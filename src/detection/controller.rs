use anyhow::{bail, Context, Result};
use log::info;
use std::time::Duration;
use tokio::sync::watch;
use tokio::task::JoinHandle;
use tokio_util::sync::CancellationToken;

use super::loop_worker::DetectionLoop;

/// Owns the running detection task.
pub struct DetectionController {
    handle: Option<JoinHandle<()>>,
    cancel_token: Option<CancellationToken>,
    pause_tx: Option<watch::Sender<bool>>,
}

impl DetectionController {
    pub fn new() -> Self {
        Self {
            handle: None,
            cancel_token: None,
            pause_tx: None,
        }
    }

    pub fn start(&mut self, detection_loop: DetectionLoop, poll_interval: Duration) -> Result<()> {
        if self.handle.is_some() {
            bail!("detection already active");
        }

        let cancel_token = CancellationToken::new();
        // false = capturing, true = paused (ticks are skipped)
        let (pause_tx, pause_rx) = watch::channel(false);

        let handle = tokio::spawn(detection_loop.run(poll_interval, cancel_token.clone(), pause_rx));

        self.handle = Some(handle);
        self.cancel_token = Some(cancel_token);
        self.pause_tx = Some(pause_tx);
        Ok(())
    }

    pub fn is_running(&self) -> bool {
        self.handle.is_some()
    }

    pub fn pause(&self) {
        if let Some(tx) = &self.pause_tx {
            let _ = tx.send(true);
            info!("Detection paused");
        }
    }

    pub fn resume(&self) {
        if let Some(tx) = &self.pause_tx {
            let _ = tx.send(false);
            info!("Detection resumed");
        }
    }

    /// Cancels the loop and waits for the tick in progress to finish.
    pub async fn stop(&mut self) -> Result<()> {
        self.pause_tx = None;
        if let Some(token) = self.cancel_token.take() {
            token.cancel();
        }

        if let Some(handle) = self.handle.take() {
            handle
                .await
                .context("detection loop task failed to join")
        } else {
            Ok(())
        }
    }
}

impl Default for DetectionController {
    fn default() -> Self {
        Self::new()
    }
}
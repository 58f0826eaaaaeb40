use clap::{Args, Parser, Subcommand, ValueEnum};
use std::path::PathBuf;

#[derive(Debug, Parser)]
#[command(name = "ult-tracker", version, about = "Tracks ultimate icons on screen and shows their countdowns")]
pub struct Cli {
    /// JSON config file. Built-in defaults are used when omitted.
    #[arg(long, short, global = true)]
    pub config: Option<PathBuf>,

    #[command(subcommand)]
    pub command: Option<Command>,
}

#[derive(Debug, Subcommand)]
pub enum Command {
    /// Watch the capture region and drive countdowns (default).
    Run(RunArgs),
    /// Print each template's best confidence against a saved screenshot.
    Score {
        /// Full-screen screenshot; the capture region is cropped out of it.
        image: PathBuf,
    },
    /// Print the effective configuration as JSON.
    PrintConfig,
}

#[derive(Debug, Default, Args)]
pub struct RunArgs {
    /// Replay screenshots from this directory instead of capturing the screen.
    #[arg(long)]
    pub frames: Option<PathBuf>,

    /// Start over once the replayed frames run out.
    #[arg(long, requires = "frames")]
    pub loop_frames: bool,

    /// How presentation events are emitted.
    #[arg(long, value_enum, default_value_t = EventFormat::Log)]
    pub events: EventFormat,

    /// Also emit a countdownTick line for every running countdown (JSON events only).
    #[arg(long)]
    pub ticks: bool,
}

#[derive(Debug, Default, Clone, Copy, PartialEq, Eq, ValueEnum)]
pub enum EventFormat {
    /// Human-readable log lines.
    #[default]
    Log,
    /// One JSON object per line on stdout.
    Json,
}
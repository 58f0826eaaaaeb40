pub mod cli;
pub mod config;
pub mod detection;
pub mod error;
pub mod presentation;
pub mod slots;
mod utils;

use std::{path::Path, sync::Arc};

use anyhow::{Context, Result};
use clap::Parser;

use cli::{Cli, Command, EventFormat, RunArgs};
use config::TrackerConfig;
use detection::{
    load_frame, match_all, DetectionController, DetectionLoop, FrameSource, ImageSequenceSource,
    NccMatcher, TemplateLibrary,
};
use presentation::{JsonLinesSink, LogSink, PresentationSink};
use slots::SlotAllocator;

pub async fn run() -> Result<()> {
    // Initialize logging (reads RUST_LOG env var)
    env_logger::Builder::from_env(env_logger::Env::default().default_filter_or("info")).init();

    let cli = Cli::parse();
    let config = TrackerConfig::load(cli.config.as_deref())?;

    match cli.command.unwrap_or_else(|| Command::Run(RunArgs::default())) {
        Command::PrintConfig => {
            println!("{}", serde_json::to_string_pretty(&config)?);
            Ok(())
        }
        Command::Score { image } => {
            config.validate()?;
            score_screenshot(&config, &image)
        }
        Command::Run(args) => {
            config.validate()?;
            track(config, args).await
        }
    }
}

async fn track(config: TrackerConfig, args: RunArgs) -> Result<()> {
    let library = Arc::new(TemplateLibrary::load(
        &config.templates,
        config.capture_region,
    )?);

    let source: Arc<dyn FrameSource> = match &args.frames {
        Some(dir) => Arc::new(ImageSequenceSource::from_dir(dir, args.loop_frames)?),
        None => screen_source()?,
    };
    let sink: Arc<dyn PresentationSink> = match args.events {
        EventFormat::Log => Arc::new(LogSink),
        EventFormat::Json if args.ticks => Arc::new(JsonLinesSink::stdout().with_ticks()),
        EventFormat::Json => Arc::new(JsonLinesSink::stdout()),
    };

    let allocator = SlotAllocator::spawn(
        config.slot_count,
        config.slot_layout,
        config.countdown_tick(),
        sink,
    );
    let detection_loop =
        DetectionLoop::new(&config, library, source, Arc::new(NccMatcher), allocator);

    let mut controller = DetectionController::new();
    controller.start(detection_loop, config.poll_interval())?;
    log::info!("Ultimate tracker started. Looking for image matches... (Ctrl-C to quit)");

    tokio::signal::ctrl_c()
        .await
        .context("failed to listen for Ctrl-C")?;
    log::info!("Shutting down");
    controller.stop().await
}

#[cfg(feature = "screen")]
fn screen_source() -> Result<Arc<dyn FrameSource>> {
    Ok(Arc::new(detection::ScreenSource))
}

#[cfg(not(feature = "screen"))]
fn screen_source() -> Result<Arc<dyn FrameSource>> {
    Err(error::ConfigError::ScreenUnavailable.into())
}

fn score_screenshot(config: &TrackerConfig, image: &Path) -> Result<()> {
    let library = TemplateLibrary::load(&config.templates, config.capture_region)?;
    let frame = load_frame(image, config.capture_region)
        .with_context(|| format!("failed to read screenshot {}", image.display()))?;
    let scores = match_all(&NccMatcher, &frame, &library, |_| true)?;

    for score in scores {
        let name = library
            .get(&score.key)
            .map(|entry| entry.display_name.as_str())
            .unwrap_or(score.key.as_str());
        println!(
            "{name:<20} {:>6.3}  {}",
            score.score,
            verdict(score.score, config.match_threshold)
        );
    }
    Ok(())
}

/// Same strict comparison the detection loop uses.
fn verdict(score: f32, threshold: f32) -> &'static str {
    if score > threshold {
        "MATCH"
    } else {
        "-"
    }
}
//! The two worktree lifecycle operations.
//!
//! `create` and `remove` never call each other; they share only the two
//! ports and the `Agent`/`AgentId` types. Each runs synchronously end to
//! end for one request — no internal parallelism, no retries.

pub mod create;
pub mod remove;

#[cfg(test)]
pub(crate) mod mocks;

pub use create::{CreateWorktree, CreateWorktreeRequest, CreateWorktreeResponse};
pub use remove::{RemoveWorktree, RemoveWorktreeRequest, RemoveWorktreeResponse};
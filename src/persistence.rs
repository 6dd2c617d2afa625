//! In-memory implementation of the `AgentRepository` port.
//!
//! A `HashMap` behind a `tokio::sync::RwLock`: concurrent readers, one
//! writer, last write wins on the same key. Lock sections never span a git
//! call. Records survive only for the process lifetime — after a restart
//! the startup sweep reports any worktree directories left on disk.

use std::collections::HashMap;

use async_trait::async_trait;
use tokio::sync::RwLock;

use crate::agent::Agent;
use crate::agent_id::AgentId;
use crate::error::WorktreeError;
use crate::ports::AgentRepository;

#[derive(Default)]
pub struct InMemoryAgentRepository {
    agents: RwLock<HashMap<String, Agent>>,
}

impl InMemoryAgentRepository {
    pub fn new() -> Self {
        Self::default()
    }
}

#[async_trait]
impl AgentRepository for InMemoryAgentRepository {
    async fn save(&self, agent: &Agent) -> Result<(), WorktreeError> {
        self.agents
            .write()
            .await
            .insert(agent.id().to_string(), agent.clone());
        Ok(())
    }

    async fn find_by_id(&self, id: &AgentId) -> Result<Agent, WorktreeError> {
        self.agents
            .read()
            .await
            .get(id.as_str())
            .cloned()
            .ok_or_else(|| WorktreeError::AgentNotFound(id.to_string()))
    }

    async fn exists(&self, id: &AgentId) -> Result<bool, WorktreeError> {
        Ok(self.agents.read().await.contains_key(id.as_str()))
    }
}

// ─── Tests ───────────────────────────────────────────────────────────────────
//! `worktreed` — per-agent git worktree lifecycle manager.
//!
//! Provisions an isolated worktree (checked out on its own `agent-<id>`
//! branch under `<repo_root>/.worktrees/`) for each logical agent, refuses
//! to silently drop uncommitted or unpushed work on removal, and keeps a
//! durable record of each agent's lifecycle state. The two operations are
//! exposed as MCP tools over stdio.
//!
//! Core layout:
//! - [`agent_id`] / [`agent`] — validated identifier and lifecycle entity
//! - [`ports`] — the `GitOperations` and `AgentRepository` contracts
//! - [`lifecycle`] — the create / remove operations
//! - [`git`] / [`persistence`] — the concrete adapters
//! - [`mcp`] — the stdio transport shell
//! - [`sweep`] — startup orphan reconciliation

pub mod agent;
pub mod agent_id;
pub mod config;
pub mod error;
pub mod git;
pub mod lifecycle;
pub mod mcp;
pub mod persistence;
pub mod ports;
pub mod sweep;

pub use agent::{Agent, AgentStatus};
pub use agent_id::AgentId;
pub use error::WorktreeError;
pub use lifecycle::{CreateWorktree, RemoveWorktree};
pub use ports::{AgentRepository, GitOperations};
//! Remove-worktree operation.
//!
//! Without `force`, pending work (uncommitted files or commits not on the
//! base branch) short-circuits into a dry-run outcome: the caller gets the
//! counts and a warning, and neither git nor storage is touched. That
//! outcome is a successful result, not an error — it carries what the
//! caller needs to decide on `force = true`.

use std::sync::Arc;

use chrono::{DateTime, Utc};
use serde::{Deserialize, Serialize};
use tracing::{info, warn};

use crate::agent::AgentStatus;
use crate::agent_id::AgentId;
use crate::error::WorktreeError;
use crate::ports::{AgentRepository, GitOperations};

#[derive(Debug, Clone, Deserialize)]
#[serde(rename_all = "camelCase")]
pub struct RemoveWorktreeRequest {
    pub agent_id: String,
    #[serde(default)]
    pub force: bool,
}

#[derive(Debug, Clone, Serialize)]
#[serde(rename_all = "camelCase")]
pub struct RemoveWorktreeResponse {
    pub agent_id: String,
    /// Present iff removal actually occurred.
    #[serde(skip_serializing_if = "Option::is_none")]
    pub removed_at: Option<DateTime<Utc>>,
    pub has_unmerged_changes: bool,
    pub unmerged_commits: usize,
    pub uncommitted_files: usize,
    #[serde(skip_serializing_if = "Option::is_none")]
    pub warning: Option<String>,
}

pub struct RemoveWorktree {
    git: Arc<dyn GitOperations>,
    agents: Arc<dyn AgentRepository>,
    base_branch: String,
}

impl RemoveWorktree {
    pub fn new(
        git: Arc<dyn GitOperations>,
        agents: Arc<dyn AgentRepository>,
        base_branch: impl Into<String>,
    ) -> Self {
        Self {
            git,
            agents,
            base_branch: base_branch.into(),
        }
    }

    pub async fn execute(
        &self,
        request: RemoveWorktreeRequest,
    ) -> Result<RemoveWorktreeResponse, WorktreeError> {
        let agent_id = AgentId::parse(&request.agent_id)?;
        let mut agent = self.agents.find_by_id(&agent_id).await?;

        if agent.status() == AgentStatus::Removed {
            return Err(WorktreeError::AlreadyRemoved(agent_id.to_string()));
        }

        if !request.force {
            let (has_uncommitted, uncommitted_files) = self
                .git
                .has_uncommitted_changes(agent.worktree_path())
                .await?;
            let unmerged_commits = self
                .git
                .has_unpushed_commits(&self.base_branch, agent.branch_name())
                .await?;

            if has_uncommitted || unmerged_commits > 0 {
                // Dry run: report, touch nothing.
                return Ok(RemoveWorktreeResponse {
                    agent_id: request.agent_id,
                    removed_at: None,
                    has_unmerged_changes: true,
                    unmerged_commits,
                    uncommitted_files,
                    warning: Some(unmerged_warning(unmerged_commits, uncommitted_files)),
                });
            }
        }

        self.git
            .remove_worktree(agent.worktree_path(), request.force)
            .await?;

        // Branch cleanup is cosmetic once the worktree is gone; a failure
        // here is logged and swallowed.
        if let Err(err) = self.git.delete_branch(agent.branch_name(), true).await {
            warn!(agent_id = %agent_id, error = %err, "branch deletion failed after worktree removal");
        }

        agent.mark_removed()?;
        self.agents.save(&agent).await?;

        info!(agent_id = %agent_id, "worktree removed");

        Ok(RemoveWorktreeResponse {
            agent_id: request.agent_id,
            removed_at: Some(agent.updated_at()),
            has_unmerged_changes: false,
            unmerged_commits: 0,
            uncommitted_files: 0,
            warning: None,
        })
    }
}

fn unmerged_warning(unmerged_commits: usize, uncommitted_files: usize) -> String {
    format!(
        "Agent has {unmerged_commits} unpushed commits and {uncommitted_files} uncommitted files. \
         Call with force=true to remove anyway."
    )
}

// ─── Tests ───────────────────────────────────────────────────────────────────
//! Create-worktree operation.
//!
//! Validates the id, rejects duplicates (agent record first, then branch),
//! provisions the worktree, and persists the new agent. Short-circuits on
//! the first failure. There is no compensating action: if the save fails
//! after the worktree was provisioned, the worktree stays on disk
//! unrecorded until the startup sweep reports it, and a retried create
//! fails on the branch conflict until an operator reconciles.

use std::path::PathBuf;
use std::sync::Arc;

use serde::{Deserialize, Serialize};
use tracing::info;

use crate::agent::{Agent, AgentStatus};
use crate::agent_id::AgentId;
use crate::config::WORKTREE_DIR;
use crate::error::WorktreeError;
use crate::ports::{AgentRepository, GitOperations};

#[derive(Debug, Clone, Deserialize)]
#[serde(rename_all = "camelCase")]
pub struct CreateWorktreeRequest {
    pub agent_id: String,
}

#[derive(Debug, Clone, Serialize)]
#[serde(rename_all = "camelCase")]
pub struct CreateWorktreeResponse {
    pub agent_id: String,
    pub worktree_path: String,
    pub branch_name: String,
    pub status: AgentStatus,
}

pub struct CreateWorktree {
    git: Arc<dyn GitOperations>,
    agents: Arc<dyn AgentRepository>,
    worktree_root: PathBuf,
}

impl CreateWorktree {
    pub fn new(
        git: Arc<dyn GitOperations>,
        agents: Arc<dyn AgentRepository>,
        repo_root: impl Into<PathBuf>,
    ) -> Self {
        Self {
            git,
            agents,
            worktree_root: repo_root.into().join(WORKTREE_DIR),
        }
    }

    pub async fn execute(
        &self,
        request: CreateWorktreeRequest,
    ) -> Result<CreateWorktreeResponse, WorktreeError> {
        let agent_id = AgentId::parse(&request.agent_id)?;

        if self.agents.exists(&agent_id).await? {
            return Err(WorktreeError::AgentExists(agent_id.to_string()));
        }

        let branch_name = agent_id.branch_name();
        if self.git.branch_exists(&branch_name).await? {
            return Err(WorktreeError::BranchExists(branch_name));
        }

        let worktree_path = self.worktree_root.join(agent_id.worktree_dir_name());
        self.git.create_worktree(&worktree_path, &branch_name).await?;

        // The worktree now exists on disk; a failure past this point leaves
        // it unrecorded.
        let agent = Agent::new(agent_id, worktree_path)?;
        self.agents.save(&agent).await?;

        info!(
            agent_id = %agent.id(),
            branch = agent.branch_name(),
            path = %agent.worktree_path().display(),
            "worktree created"
        );

        Ok(CreateWorktreeResponse {
            agent_id: agent.id().to_string(),
            worktree_path: agent.worktree_path().display().to_string(),
            branch_name: agent.branch_name().to_string(),
            status: agent.status(),
        })
    }
}

// ─── Tests ───────────────────────────────────────────────────────────────────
************
## Problem requirements
If a line in the listing contains the string "println", copy it.

## Final answer
            println!("{}", serde_json::to_string_pretty(&config)?);
        println!(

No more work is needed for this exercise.